Some may even show yellowish haloes around the spots as they become darker and, as conidia form, can develop a fuzzy look too. The spores reproduce when the room temperature is around 68-74°F, and the optimal environmental conditions for propagation are reached when the temperature gets closed to 80°F.
The spots may eventually coalesce into one large necrotic area that leads to the withering and death of the leaf. It's not uncommon for largely infected areas to defoliate, which can result in decreased vitality and even in the death of the plant should the infection be at an advanced stage.
How to prevent and fight Alternaria?
Alternaria can be prevented by following these tips: keep your crop clean, ensure proper ventilation and a balanced climate with no extreme humidity and temperature variations, water regularly and moderately early enough so plants don't feel damp during nighttime, let the substrate dry between each watering and make sure your plants aren't too close to one another.
Another important preventive measure is to avoid reusing the same soil several times in a row and to always get rid of decomposing vegetable matter. We cannot forget that these airborne spores may be everywhere. Besides, decomposing matter is a magnet for pathogens, so it's crucial to avoid piling up large amounts of vegetable waste.
A pretty interesting way to prevent its appearance is the so-called mulching. Mulch can hamper the spread of Alternaria spores already in the soil. However, if the infection is spreading rapidly, the plant is better off out of your grow. Otherwise, it could pass it on to the other plants.
Full-spectrum fungicides have proved to be very effective preventive measures too. Still, we recommend using natural fungicides such as horsetail or Neem oil when trying to fight it. If the problem persists, though, and chemicals are the only possible solution, make sure you use them before the flowering kicks off since cannabis flowers absorb all active molecules around them.

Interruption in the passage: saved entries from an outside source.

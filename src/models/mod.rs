// SPDX-License-Identifier: MIT

//! Data models for the application.

pub mod activity;
pub mod stats;
pub mod student;

pub use activity::{ActivityTemplate, AwardRecord, POINTS_MAX, POINTS_MIN};
pub use stats::Stats;
pub use student::{level_for, Student};
//! The block-flush file reader: an asynchronous, ring-buffered multi-stream
//! reader that lets many per-block segment iterators share one open data
//! file without blocking the merge loop (spec §4.B).
//!
//! Grounded on `disk_v2::reader::Reader`/`RecordReader`'s "one background
//! reader, buffered, with explicit error sentinels" shape, generalized from
//! one SPSC consumer to N, each fed by its own [`BlockRing`] the way
//! `topology::channel::limited_queue` feeds one `LimitedReceiver` -- except
//! here a single background task is the shared producer for all of them.

use std::collections::HashMap;
use std::io;
use std::path::{Path, PathBuf};
use std::sync::Arc;

use bytes::Bytes;
use parking_lot::Mutex;
use snafu::{ResultExt, Snafu};
use tokio::fs::File;
use tokio::io::{AsyncReadExt, AsyncSeekExt, SeekFrom};
use tokio::task::JoinHandle;

use crate::block::BlockId;
use crate::index::{parse_index_records, IndexError, ShuffleMetaEntry};
use crate::ring::{BlockRing, RingSlot};

/// Bytes read per chunk from the data file; arbitrary but matches the
/// teacher's tendency to keep buffered I/O chunked in the tens-of-KB range.
const CHUNK_SIZE: usize = 64 * 1024;

/// Errors surfaced by [`BlockFlushFileReader`].
#[derive(Debug, Snafu)]
pub enum FileReaderError {
    #[snafu(display("block flush file reader I/O error: {}", source))]
    Io { source: io::Error },

    #[snafu(display("failed to load shuffle index: {}", source))]
    Index { source: IndexError },

    #[snafu(display("block {} was requested after the reader was started", block_id))]
    RegisteredAfterStart { block_id: BlockId },

    #[snafu(display("stream for block {} failed: {}", block_id, reason))]
    StreamFailed { block_id: BlockId, reason: String },
}

enum Phase {
    Building,
    Started,
    Closed,
}

struct ProducerHandle {
    block_id: BlockId,
    offset: u64,
    remaining: u64,
    finished: bool,
    ring: Arc<BlockRing>,
}

struct Inner {
    phase: Phase,
    pending: Vec<ProducerHandle>,
    task: Option<JoinHandle<()>>,
}

/// Opens one (data, index) file pair and serves N concurrent per-block input
/// streams from a single background reader.
pub struct BlockFlushFileReader {
    data_file_path: PathBuf,
    index: HashMap<BlockId, ShuffleMetaEntry>,
    ring_capacity: usize,
    #[allow(dead_code)] // direct I/O is a hint; see module docs on `direct`.
    direct: bool,
    inner: Mutex<Inner>,
}

impl BlockFlushFileReader {
    /// Opens the reader against a data file and its companion index file.
    ///
    /// `direct` mirrors the `merge.direct` config key (spec §6): it signals
    /// a preference for unbuffered/direct I/O. Portable direct I/O isn't
    /// exposed by `tokio::fs`, so this implementation always goes through
    /// the page cache and only threads the flag through for observability;
    /// a platform-specific backend could act on it without changing this
    /// type's public surface.
    pub async fn open<P: AsRef<Path>>(
        data_file_path: P,
        index_file_path: P,
        ring_capacity: usize,
        direct: bool,
    ) -> Result<Self, FileReaderError> {
        let index_bytes = tokio::fs::read(index_file_path.as_ref())
            .await
            .context(IoSnafu)?;
        let entries = parse_index_records(&index_bytes).context(IndexSnafu)?;
        let index = entries.into_iter().map(|e| (e.block_id, e)).collect();

        Ok(Self {
            data_file_path: data_file_path.as_ref().to_path_buf(),
            index,
            ring_capacity,
            direct,
            inner: Mutex::new(Inner {
                phase: Phase::Building,
                pending: Vec::new(),
                task: None,
            }),
        })
    }

    /// Looks up `block_id` in the index and, if present, returns a lazy
    /// stream over its bytes. Returns `Ok(None)` if the block isn't in this
    /// reader's index at all. Fails if called after [`Self::start`].
    pub fn register(&self, block_id: BlockId) -> Result<Option<BlockInputStream>, FileReaderError> {
        let Some(entry) = self.index.get(&block_id).copied() else {
            return Ok(None);
        };

        let mut inner = self.inner.lock();
        if !matches!(inner.phase, Phase::Building) {
            return RegisteredAfterStartSnafu { block_id }.fail();
        }

        let ring = BlockRing::new(self.ring_capacity);
        inner.pending.push(ProducerHandle {
            block_id,
            offset: entry.offset,
            remaining: u64::from(entry.length),
            finished: false,
            ring: ring.clone(),
        });

        Ok(Some(BlockInputStream {
            block_id,
            length: u64::from(entry.length),
            ring,
        }))
    }

    /// Spawns the background reader task. After this, `register` returns an
    /// error; every stream the caller needs must already be registered.
    pub fn start(self: &Arc<Self>) {
        let mut inner = self.inner.lock();
        if !matches!(inner.phase, Phase::Building) {
            return;
        }
        inner.phase = Phase::Started;
        let streams = std::mem::take(&mut inner.pending);

        let this = Arc::clone(self);
        let handle = tokio::spawn(async move {
            if let Err(e) = this.run_background_reader(streams).await {
                tracing::error!(error = %e, "block flush file reader I/O error");
            }
        });
        inner.task = Some(handle);
    }

    async fn run_background_reader(
        &self,
        mut streams: Vec<ProducerHandle>,
    ) -> Result<(), FileReaderError> {
        let mut file = File::open(&self.data_file_path).await.context(IoSnafu)?;

        loop {
            let mut made_progress = false;
            let mut all_finished = true;

            for stream in &mut streams {
                if stream.finished {
                    continue;
                }
                all_finished = false;

                if stream.ring.is_full() {
                    continue;
                }

                if stream.remaining == 0 {
                    let _ = stream.ring.try_push(RingSlot::Eof);
                    stream.finished = true;
                    made_progress = true;
                    continue;
                }

                let to_read = std::cmp::min(stream.remaining, CHUNK_SIZE as u64) as usize;
                match read_chunk(&mut file, stream.offset, to_read).await {
                    Ok(chunk) => {
                        stream.offset += chunk.len() as u64;
                        stream.remaining -= chunk.len() as u64;
                        let _ = stream.ring.try_push(RingSlot::Chunk(chunk));
                    }
                    Err(e) => {
                        tracing::error!(
                            block_id = stream.block_id,
                            error = %e,
                            "failed to read block from data file"
                        );
                        let _ = stream
                            .ring
                            .try_push(RingSlot::Error(e.to_string()));
                        stream.finished = true;
                    }
                }
                made_progress = true;
            }

            if all_finished {
                break;
            }

            if !made_progress {
                let waiters: Vec<_> = streams
                    .iter()
                    .filter(|s| !s.finished)
                    .map(|s| Box::pin(Arc::clone(&s.ring).wait_for_space()))
                    .collect();
                if waiters.is_empty() {
                    break;
                }
                futures::future::select_all(waiters).await;
            }
        }

        Ok(())
    }

    /// Signals shutdown, drains the background task, and closes the file.
    pub async fn close(self: &Arc<Self>) {
        let task = {
            let mut inner = self.inner.lock();
            inner.phase = Phase::Closed;
            inner.task.take()
        };
        if let Some(task) = task {
            let _ = task.await;
        }
    }
}

async fn read_chunk(file: &mut File, offset: u64, len: usize) -> std::io::Result<Bytes> {
    file.seek(SeekFrom::Start(offset)).await?;
    let mut buf = vec![0u8; len];
    let mut read_total = 0;
    while read_total < len {
        let n = file.read(&mut buf[read_total..]).await?;
        if n == 0 {
            break;
        }
        read_total += n;
    }
    buf.truncate(read_total);
    Ok(Bytes::from(buf))
}

/// A lazy, ordered byte stream over one block's portion of a data file.
///
/// No I/O occurs until the owning [`BlockFlushFileReader::start`] is called
/// *and* this stream is actually polled for data (spec §4.B).
pub struct BlockInputStream {
    block_id: BlockId,
    length: u64,
    ring: Arc<BlockRing>,
}

impl BlockInputStream {
    pub fn block_id(&self) -> BlockId {
        self.block_id
    }

    /// Total number of bytes this stream will ever yield.
    pub fn available(&self) -> u64 {
        self.length
    }

    /// Reads the next chunk of bytes, in file order. Returns `Ok(None)` at
    /// end of stream.
    pub async fn next_chunk(&mut self) -> Result<Option<Bytes>, FileReaderError> {
        match self.ring.pop().await {
            RingSlot::Chunk(b) => Ok(Some(b)),
            RingSlot::Eof => Ok(None),
            RingSlot::Error(reason) => StreamFailedSnafu {
                block_id: self.block_id,
                reason,
            }
            .fail(),
        }
    }
}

As we've seen, this fungus can be a real threat to plants if you fail to spot it and don't act promptly. That's why we recommend the abovementioned methods so highly. An infected marijuana plant is unlikely to come out well, even after the use of chemical fungicides. If that happens, get rid of her. You may see it as a defeat but it's the only way to keep the infection from spreading to the other plants as well. You're never getting back your time and effort by focusing solely on the affected plants.